The device may be configured to receive a set of training data for forming the output of the prototype version of the binary deep neural network, the set of training data including input data and respective expected outputs. The training signal may be formed in dependence on the error between the output of the prototype version of the binary deep neural network and the expected output. This may allow the prototype version of the binary DNN to process the input data to form a predicted output, which can then be compared to the respective expected output. This may allow the device to assess the performance of the prototype version of the binary DNN.

The device may further include a memory configured to store an accumulator that is updated in dependence on the predefined optimization target. This may allow control of the amount of binary weights to be inverted during each training iteration, so as to enhance the training convergence and performance.

The device may be configured to reset the memory in dependence on the respective decisions. For example, for each binary weight that is inverted in a particular iteration of the training process, the device may instruct a memory reset for a stored output of an accumulator function corresponding to that inverted weight. This may allow an accumulator to be reset each time a corresponding binary weight is inverted.

The device may be further configured to update the binary weights of the prototype version of the binary deep neural network in dependence on the respective decisions. This may allow the device to optimize the weights and update the DNN for use in the next iteration of the training process.

The device may be configured to iteratively update the binary weights of the prototype version of the binary deep neural network until a predefined level of convergence is reached. This may allow the resulting trained binary deep neural network to achieve a predefined level of performance during inference.

The binary deep neural network may be a Boolean deep neural network including Boolean neurons. Using a Boolean neuron design, Boolean layers and networks, such as linear layers and convolutional layers, may be constructed straightforwardly in the same way as floating-point layers and networks that are constructed from floating-point neurons.

According to another aspect, there is provided a method for training a binary deep neural network, the binary deep neural network including multiple binary weights, the method including: generating a training signal in dependence on an error between an output of a prototype version of the binary deep neural network and an expected output, the prototype version of the binary deep neural network having multiple binary weights each having a respective value; and in dependence on the training signal, outputting for each binary weight of the prototype version of the binary deep neural network a respective decision to invert or maintain the respective value of the respective binary weight.

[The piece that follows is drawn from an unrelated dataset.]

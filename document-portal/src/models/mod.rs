pub mod document;
pub mod session;

pub use document::{Category, CategoryFilter, DocumentFields, DocumentRecord, FileType, Section};
pub use session::{AdminSession, PortalSession, SessionState};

This method may allow for the optimization or training of a DNN including binary weights directly in the binary domain without the need for gradient processing methods. As a result, the training process may require reduced memory and computational power because it avoids memory-intensive gradient signals as well as floating-point multiplication.

According to a further aspect, there is provided a computer readable storage medium having stored thereon computer readable instructions that, when executed at a computer system, cause the computer system to perform the method as set forth above. The computer system may include one or more processors. The computer readable storage medium may be a non-transitory computer readable storage medium.

BRIEF DESCRIPTION OF THE DRAWINGS

The present disclosure will now be described by way of example with reference to the accompanying drawings.

In the drawings:

FIG. 1 schematically illustrates an operation scheme for a DNN;

FIG. 2 schematically illustrates binarization of a model trained using a floating-point gradient-descent optimizer;

FIG. 3 schematically illustrates the training of a binary DNN in the binary domain;

FIG. 4 depicts an example of processing flows and signals for one layer of a binary DNN;

FIG. 5 depicts a flowchart for an example of a method for training a binary DNN comprising multiple binary weights in accordance with embodiments of the present disclosure;

FIG. 6 depicts an example of a device for training a binary DNN in accordance with embodiments of the present disclosure; and

FIGS. 7(a) and 7(b) depict examples of results achieved using an embodiment of the present disclosure in terms of memory consumption and memory reduction, respectively.

DETAILED DESCRIPTION

A weight is a parameter within a neural network that transforms input data within the network's hidden layers. A neural network includes a series of nodes, or neurons. Within each neuron is a set of inputs, a set of weights and a bias value. As an input enters the node, it is multiplied by the respective weight value. It may optionally add a bias before passing the data to the next layer. The resulting output is either observed or passed to the next layer of the network.

Weights are learnable parameters within the network. A DNN may randomize the weights before learning initially begins. As training continues, the weights are adjusted toward the desired values to give the “correct” output.

Embodiments of the present disclosure can allow for the training and optimization of a DNN having binary weights directly in the binary domain without the need of gradient processing.

A ‘weight’ of a DNN may also be referred to as a ‘parameter’ interchangeably, having the same meaning herein.

Each binary weight has only two possible values. This can allow the model weights to be represented by a binary number, consuming only 1 bit instead of a floating-point number of 32 bits. This may reduce not only the model footprint but also training memory and computation complexity.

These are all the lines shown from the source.